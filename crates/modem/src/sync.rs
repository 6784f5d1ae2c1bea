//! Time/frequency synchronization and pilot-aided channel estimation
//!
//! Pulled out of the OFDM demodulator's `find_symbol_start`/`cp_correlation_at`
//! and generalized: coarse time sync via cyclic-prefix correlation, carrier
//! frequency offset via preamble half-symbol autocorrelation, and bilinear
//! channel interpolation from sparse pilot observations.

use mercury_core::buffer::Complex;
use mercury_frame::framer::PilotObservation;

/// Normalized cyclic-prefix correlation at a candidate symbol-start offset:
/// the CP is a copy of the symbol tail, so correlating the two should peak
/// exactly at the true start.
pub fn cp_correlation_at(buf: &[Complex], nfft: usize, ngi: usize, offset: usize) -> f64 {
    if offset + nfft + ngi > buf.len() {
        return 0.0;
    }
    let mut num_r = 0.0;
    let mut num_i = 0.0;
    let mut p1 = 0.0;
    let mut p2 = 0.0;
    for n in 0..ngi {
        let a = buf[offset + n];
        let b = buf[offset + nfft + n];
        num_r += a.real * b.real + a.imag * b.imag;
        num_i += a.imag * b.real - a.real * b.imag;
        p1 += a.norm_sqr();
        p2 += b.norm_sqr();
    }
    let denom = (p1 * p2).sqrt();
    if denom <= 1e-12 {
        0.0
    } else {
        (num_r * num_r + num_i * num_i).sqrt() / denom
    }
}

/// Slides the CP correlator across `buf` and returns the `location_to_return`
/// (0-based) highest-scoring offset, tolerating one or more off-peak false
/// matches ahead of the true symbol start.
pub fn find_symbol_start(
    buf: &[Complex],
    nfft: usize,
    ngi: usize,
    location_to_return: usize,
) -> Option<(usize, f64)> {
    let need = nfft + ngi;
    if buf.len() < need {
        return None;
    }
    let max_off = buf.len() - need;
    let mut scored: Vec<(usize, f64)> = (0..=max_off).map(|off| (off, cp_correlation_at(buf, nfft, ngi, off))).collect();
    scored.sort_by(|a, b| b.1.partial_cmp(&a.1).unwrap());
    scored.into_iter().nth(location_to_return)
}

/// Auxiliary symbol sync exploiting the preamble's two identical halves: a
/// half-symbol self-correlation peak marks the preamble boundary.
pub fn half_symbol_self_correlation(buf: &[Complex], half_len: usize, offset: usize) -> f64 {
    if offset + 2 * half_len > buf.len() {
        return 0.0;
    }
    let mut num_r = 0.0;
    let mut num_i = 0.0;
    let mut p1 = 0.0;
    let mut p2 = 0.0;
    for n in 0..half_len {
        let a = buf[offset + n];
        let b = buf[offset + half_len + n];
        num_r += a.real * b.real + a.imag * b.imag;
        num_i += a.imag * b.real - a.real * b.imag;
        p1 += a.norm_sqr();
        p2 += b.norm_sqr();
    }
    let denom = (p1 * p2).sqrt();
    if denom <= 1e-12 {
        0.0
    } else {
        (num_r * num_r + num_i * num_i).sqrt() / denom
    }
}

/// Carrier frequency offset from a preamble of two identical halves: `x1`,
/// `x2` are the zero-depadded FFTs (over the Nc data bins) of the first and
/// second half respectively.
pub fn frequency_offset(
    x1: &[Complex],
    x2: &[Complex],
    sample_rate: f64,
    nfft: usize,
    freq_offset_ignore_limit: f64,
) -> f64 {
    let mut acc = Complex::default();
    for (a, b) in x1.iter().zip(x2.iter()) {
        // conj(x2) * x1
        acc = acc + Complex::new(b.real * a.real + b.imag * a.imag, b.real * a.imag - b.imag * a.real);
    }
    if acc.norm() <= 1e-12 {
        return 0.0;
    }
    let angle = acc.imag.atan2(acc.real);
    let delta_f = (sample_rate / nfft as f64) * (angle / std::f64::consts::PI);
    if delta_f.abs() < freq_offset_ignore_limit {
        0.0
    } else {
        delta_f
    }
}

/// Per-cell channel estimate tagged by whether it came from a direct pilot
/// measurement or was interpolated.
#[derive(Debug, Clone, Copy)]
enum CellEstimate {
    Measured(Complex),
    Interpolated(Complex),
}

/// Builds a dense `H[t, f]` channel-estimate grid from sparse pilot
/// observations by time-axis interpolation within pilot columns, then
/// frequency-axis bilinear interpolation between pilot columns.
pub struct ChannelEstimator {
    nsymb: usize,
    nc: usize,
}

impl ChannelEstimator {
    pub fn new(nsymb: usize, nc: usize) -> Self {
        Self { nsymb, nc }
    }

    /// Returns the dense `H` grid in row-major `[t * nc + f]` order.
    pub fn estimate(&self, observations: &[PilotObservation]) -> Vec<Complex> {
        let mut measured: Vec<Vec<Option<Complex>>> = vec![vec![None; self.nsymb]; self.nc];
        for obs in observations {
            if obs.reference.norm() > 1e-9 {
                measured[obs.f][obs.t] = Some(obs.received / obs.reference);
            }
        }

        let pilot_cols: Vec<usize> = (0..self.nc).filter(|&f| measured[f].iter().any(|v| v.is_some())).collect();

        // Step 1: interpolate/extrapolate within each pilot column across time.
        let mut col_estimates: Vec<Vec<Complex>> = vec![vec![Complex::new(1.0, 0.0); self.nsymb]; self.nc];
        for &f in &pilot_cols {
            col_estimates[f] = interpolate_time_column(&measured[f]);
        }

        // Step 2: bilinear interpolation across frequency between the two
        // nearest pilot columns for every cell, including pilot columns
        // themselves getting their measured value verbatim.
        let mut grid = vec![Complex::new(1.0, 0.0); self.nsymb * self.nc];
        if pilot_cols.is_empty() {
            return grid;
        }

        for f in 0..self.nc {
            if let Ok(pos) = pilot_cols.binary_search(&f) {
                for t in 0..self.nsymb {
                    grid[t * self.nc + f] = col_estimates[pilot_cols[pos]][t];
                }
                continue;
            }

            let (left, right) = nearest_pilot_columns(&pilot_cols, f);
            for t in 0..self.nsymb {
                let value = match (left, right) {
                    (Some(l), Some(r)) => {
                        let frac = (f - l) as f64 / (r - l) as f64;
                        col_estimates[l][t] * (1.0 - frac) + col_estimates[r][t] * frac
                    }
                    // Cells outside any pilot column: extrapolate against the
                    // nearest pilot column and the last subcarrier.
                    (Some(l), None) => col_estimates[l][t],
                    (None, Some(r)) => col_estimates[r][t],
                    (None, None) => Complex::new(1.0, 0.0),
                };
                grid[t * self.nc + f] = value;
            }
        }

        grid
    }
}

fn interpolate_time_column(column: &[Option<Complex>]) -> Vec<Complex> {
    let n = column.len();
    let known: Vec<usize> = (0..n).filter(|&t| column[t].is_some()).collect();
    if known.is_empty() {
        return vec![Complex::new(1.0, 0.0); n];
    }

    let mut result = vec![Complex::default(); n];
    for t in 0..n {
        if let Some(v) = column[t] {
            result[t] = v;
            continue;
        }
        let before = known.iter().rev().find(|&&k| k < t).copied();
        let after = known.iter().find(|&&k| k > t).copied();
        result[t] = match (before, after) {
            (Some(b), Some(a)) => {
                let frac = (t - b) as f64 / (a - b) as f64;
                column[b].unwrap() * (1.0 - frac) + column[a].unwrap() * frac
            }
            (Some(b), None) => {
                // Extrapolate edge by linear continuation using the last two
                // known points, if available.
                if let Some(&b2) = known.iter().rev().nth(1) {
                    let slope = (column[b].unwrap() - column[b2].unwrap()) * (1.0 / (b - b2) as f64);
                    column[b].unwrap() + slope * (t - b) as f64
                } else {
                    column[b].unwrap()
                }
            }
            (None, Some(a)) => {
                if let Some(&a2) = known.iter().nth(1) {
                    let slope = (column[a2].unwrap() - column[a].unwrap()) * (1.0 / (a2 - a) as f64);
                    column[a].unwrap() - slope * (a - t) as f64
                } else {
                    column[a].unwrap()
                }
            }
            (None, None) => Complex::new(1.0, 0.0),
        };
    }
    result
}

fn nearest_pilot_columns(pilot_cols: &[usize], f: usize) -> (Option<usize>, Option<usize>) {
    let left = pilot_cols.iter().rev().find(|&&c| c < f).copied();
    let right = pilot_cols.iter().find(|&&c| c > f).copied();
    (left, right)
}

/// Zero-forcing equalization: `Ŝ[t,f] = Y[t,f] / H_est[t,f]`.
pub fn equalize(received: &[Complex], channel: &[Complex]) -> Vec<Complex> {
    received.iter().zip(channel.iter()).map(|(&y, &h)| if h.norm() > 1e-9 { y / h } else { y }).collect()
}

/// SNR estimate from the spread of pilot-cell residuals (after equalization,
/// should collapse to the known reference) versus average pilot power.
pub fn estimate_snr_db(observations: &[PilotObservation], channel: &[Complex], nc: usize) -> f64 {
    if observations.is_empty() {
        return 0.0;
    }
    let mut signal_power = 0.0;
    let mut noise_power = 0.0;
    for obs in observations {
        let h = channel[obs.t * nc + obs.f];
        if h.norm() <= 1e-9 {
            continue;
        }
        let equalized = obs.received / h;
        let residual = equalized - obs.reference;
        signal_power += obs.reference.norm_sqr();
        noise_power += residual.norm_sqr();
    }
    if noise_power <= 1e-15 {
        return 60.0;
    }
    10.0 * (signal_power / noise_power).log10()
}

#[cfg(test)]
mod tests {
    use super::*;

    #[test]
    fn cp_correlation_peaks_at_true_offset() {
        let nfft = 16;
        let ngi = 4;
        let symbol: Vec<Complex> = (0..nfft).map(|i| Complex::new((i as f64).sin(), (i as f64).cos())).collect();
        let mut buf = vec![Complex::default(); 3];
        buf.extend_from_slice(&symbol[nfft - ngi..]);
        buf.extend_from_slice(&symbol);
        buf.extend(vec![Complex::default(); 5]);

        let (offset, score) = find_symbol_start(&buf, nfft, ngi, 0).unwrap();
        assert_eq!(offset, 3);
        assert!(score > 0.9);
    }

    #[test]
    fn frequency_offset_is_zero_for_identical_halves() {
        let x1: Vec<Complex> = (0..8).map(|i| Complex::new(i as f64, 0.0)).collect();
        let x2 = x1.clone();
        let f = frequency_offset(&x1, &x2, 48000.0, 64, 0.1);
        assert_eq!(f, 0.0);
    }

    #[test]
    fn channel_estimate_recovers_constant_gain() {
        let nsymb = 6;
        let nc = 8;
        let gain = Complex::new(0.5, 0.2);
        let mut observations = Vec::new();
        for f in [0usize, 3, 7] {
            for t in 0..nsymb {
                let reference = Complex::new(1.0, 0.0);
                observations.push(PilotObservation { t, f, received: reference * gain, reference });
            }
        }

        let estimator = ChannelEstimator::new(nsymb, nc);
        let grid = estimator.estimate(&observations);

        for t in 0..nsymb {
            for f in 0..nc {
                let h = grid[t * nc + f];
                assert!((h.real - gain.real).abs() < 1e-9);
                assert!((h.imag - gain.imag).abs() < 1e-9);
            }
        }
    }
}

### TASK GOAL
Output the lines of the records above exactly as they appear, from the line containing "pub fn equalize(received: &[Complex], channel: &[Complex])" through the line containing "let mut signal_power = 0.0;".

### RESPONSE BELOW
pub fn equalize(received: &[Complex], channel: &[Complex]) -> Vec<Complex> {
    received.iter().zip(channel.iter()).map(|(&y, &h)| if h.norm() > 1e-9 { y / h } else { y }).collect()
}

/// SNR estimate from the spread of pilot-cell residuals (after equalization,
/// should collapse to the known reference) versus average pilot power.
pub fn estimate_snr_db(observations: &[PilotObservation], channel: &[Complex], nc: usize) -> f64 {
    if observations.is_empty() {
        return 0.0;
    }
    let mut signal_power = 0.0;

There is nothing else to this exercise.